_Required work:_
The records below hold a stretch from the line with "filename src/tui/input.rs" through the line with "#[derive(Debug, Default)]"; return exactly those lines, ends included, and nothing more.
*** Provided records ***
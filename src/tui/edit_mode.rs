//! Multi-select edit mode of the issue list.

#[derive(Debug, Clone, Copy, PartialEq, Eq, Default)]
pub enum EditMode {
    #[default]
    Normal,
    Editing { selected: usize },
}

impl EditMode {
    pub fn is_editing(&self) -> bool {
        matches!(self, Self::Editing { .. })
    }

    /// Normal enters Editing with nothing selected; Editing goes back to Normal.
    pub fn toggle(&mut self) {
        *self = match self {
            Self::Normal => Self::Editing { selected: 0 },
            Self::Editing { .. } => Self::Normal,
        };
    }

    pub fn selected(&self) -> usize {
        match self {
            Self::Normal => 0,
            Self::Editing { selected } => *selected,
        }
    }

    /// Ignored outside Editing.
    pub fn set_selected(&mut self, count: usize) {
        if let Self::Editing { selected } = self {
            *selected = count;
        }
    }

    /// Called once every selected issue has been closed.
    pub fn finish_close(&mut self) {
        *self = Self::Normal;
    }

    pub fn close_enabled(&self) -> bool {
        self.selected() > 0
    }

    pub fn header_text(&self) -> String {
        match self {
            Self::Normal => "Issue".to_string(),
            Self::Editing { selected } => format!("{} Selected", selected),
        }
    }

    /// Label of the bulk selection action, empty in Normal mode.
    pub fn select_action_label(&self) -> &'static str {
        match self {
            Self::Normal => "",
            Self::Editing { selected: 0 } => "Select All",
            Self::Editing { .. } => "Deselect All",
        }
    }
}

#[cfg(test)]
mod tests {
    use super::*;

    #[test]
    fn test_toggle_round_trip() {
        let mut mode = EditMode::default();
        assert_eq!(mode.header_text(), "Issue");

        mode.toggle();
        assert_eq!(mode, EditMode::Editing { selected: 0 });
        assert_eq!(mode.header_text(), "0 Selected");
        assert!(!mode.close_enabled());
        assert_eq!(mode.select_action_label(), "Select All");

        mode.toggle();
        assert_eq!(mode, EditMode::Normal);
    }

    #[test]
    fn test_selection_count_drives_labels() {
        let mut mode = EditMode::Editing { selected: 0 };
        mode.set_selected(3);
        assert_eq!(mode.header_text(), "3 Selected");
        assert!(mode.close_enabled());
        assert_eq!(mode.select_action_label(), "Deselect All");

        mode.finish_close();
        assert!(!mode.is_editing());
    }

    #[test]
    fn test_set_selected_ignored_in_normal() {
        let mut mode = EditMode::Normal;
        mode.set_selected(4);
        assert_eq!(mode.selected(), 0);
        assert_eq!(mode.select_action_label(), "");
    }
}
*** End of Provided records ***
*** Provided records ***
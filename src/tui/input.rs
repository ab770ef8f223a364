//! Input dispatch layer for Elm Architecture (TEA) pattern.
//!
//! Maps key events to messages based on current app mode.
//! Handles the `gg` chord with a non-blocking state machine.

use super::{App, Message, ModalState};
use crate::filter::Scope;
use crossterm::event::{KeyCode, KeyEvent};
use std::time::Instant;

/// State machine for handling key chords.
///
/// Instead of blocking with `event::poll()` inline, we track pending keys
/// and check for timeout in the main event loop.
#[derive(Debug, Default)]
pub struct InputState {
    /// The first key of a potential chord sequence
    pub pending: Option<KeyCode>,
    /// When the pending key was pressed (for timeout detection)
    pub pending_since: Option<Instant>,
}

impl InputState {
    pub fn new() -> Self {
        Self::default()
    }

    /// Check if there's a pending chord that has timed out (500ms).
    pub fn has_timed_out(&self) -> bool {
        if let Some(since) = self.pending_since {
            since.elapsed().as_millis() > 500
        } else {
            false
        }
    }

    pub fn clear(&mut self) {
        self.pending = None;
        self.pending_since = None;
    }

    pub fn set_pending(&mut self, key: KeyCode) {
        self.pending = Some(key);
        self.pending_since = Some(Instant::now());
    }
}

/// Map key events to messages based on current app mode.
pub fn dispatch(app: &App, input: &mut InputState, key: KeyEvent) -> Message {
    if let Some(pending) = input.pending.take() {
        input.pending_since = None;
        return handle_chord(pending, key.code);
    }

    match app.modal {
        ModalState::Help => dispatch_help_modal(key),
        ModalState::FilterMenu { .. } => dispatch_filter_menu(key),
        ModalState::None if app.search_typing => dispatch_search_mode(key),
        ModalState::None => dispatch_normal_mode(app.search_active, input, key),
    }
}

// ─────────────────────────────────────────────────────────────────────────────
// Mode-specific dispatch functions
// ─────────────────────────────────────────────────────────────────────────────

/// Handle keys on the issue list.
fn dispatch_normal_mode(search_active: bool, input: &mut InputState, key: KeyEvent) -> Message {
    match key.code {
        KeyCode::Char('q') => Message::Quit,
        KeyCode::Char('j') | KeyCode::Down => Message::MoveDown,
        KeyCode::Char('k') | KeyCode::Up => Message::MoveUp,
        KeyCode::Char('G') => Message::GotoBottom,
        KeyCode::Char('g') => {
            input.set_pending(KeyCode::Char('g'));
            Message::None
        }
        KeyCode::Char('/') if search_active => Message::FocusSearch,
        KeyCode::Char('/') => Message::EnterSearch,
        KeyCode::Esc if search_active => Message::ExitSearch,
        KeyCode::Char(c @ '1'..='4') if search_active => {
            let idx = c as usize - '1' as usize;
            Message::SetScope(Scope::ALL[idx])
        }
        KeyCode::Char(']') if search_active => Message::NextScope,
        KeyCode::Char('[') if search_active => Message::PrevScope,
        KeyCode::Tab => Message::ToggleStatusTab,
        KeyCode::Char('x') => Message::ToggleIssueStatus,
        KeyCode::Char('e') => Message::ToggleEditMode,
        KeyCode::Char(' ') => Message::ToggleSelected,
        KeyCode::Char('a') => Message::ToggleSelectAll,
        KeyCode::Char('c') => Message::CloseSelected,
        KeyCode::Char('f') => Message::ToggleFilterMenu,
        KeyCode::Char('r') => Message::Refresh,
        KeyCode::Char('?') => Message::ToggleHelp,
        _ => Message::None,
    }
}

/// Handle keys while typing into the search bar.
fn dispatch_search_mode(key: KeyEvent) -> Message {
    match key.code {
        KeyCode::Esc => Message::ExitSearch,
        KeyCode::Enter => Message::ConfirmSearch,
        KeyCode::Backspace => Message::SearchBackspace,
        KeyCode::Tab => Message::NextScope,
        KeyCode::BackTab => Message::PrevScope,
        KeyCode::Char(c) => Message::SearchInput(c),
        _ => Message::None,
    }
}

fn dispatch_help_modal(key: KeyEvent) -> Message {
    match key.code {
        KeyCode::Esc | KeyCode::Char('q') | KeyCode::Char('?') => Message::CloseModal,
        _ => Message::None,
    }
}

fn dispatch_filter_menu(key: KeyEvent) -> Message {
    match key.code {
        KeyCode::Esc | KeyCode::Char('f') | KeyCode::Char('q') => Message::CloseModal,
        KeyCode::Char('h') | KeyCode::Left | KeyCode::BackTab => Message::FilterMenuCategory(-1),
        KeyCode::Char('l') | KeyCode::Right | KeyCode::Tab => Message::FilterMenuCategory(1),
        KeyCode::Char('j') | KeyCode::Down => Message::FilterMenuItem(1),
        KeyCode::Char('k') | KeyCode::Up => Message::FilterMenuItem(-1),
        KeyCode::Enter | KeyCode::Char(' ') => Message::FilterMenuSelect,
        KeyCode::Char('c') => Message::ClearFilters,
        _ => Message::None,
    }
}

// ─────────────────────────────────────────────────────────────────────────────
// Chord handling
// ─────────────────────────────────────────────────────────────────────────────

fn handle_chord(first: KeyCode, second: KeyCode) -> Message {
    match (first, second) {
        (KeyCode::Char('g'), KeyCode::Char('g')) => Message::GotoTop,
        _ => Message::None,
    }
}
*** End of Provided records ***
_Task result:_
filename src/tui/input.rs
repository ab770ef8f223a364
//! Input dispatch layer for Elm Architecture (TEA) pattern.
//!
//! Maps key events to messages based on current app mode.
//! Handles the `gg` chord with a non-blocking state machine.

use super::{App, Message, ModalState};
use crate::filter::Scope;
use crossterm::event::{KeyCode, KeyEvent};
use std::time::Instant;

/// State machine for handling key chords.
///
/// Instead of blocking with `event::poll()` inline, we track pending keys
/// and check for timeout in the main event loop.
#[derive(Debug, Default)]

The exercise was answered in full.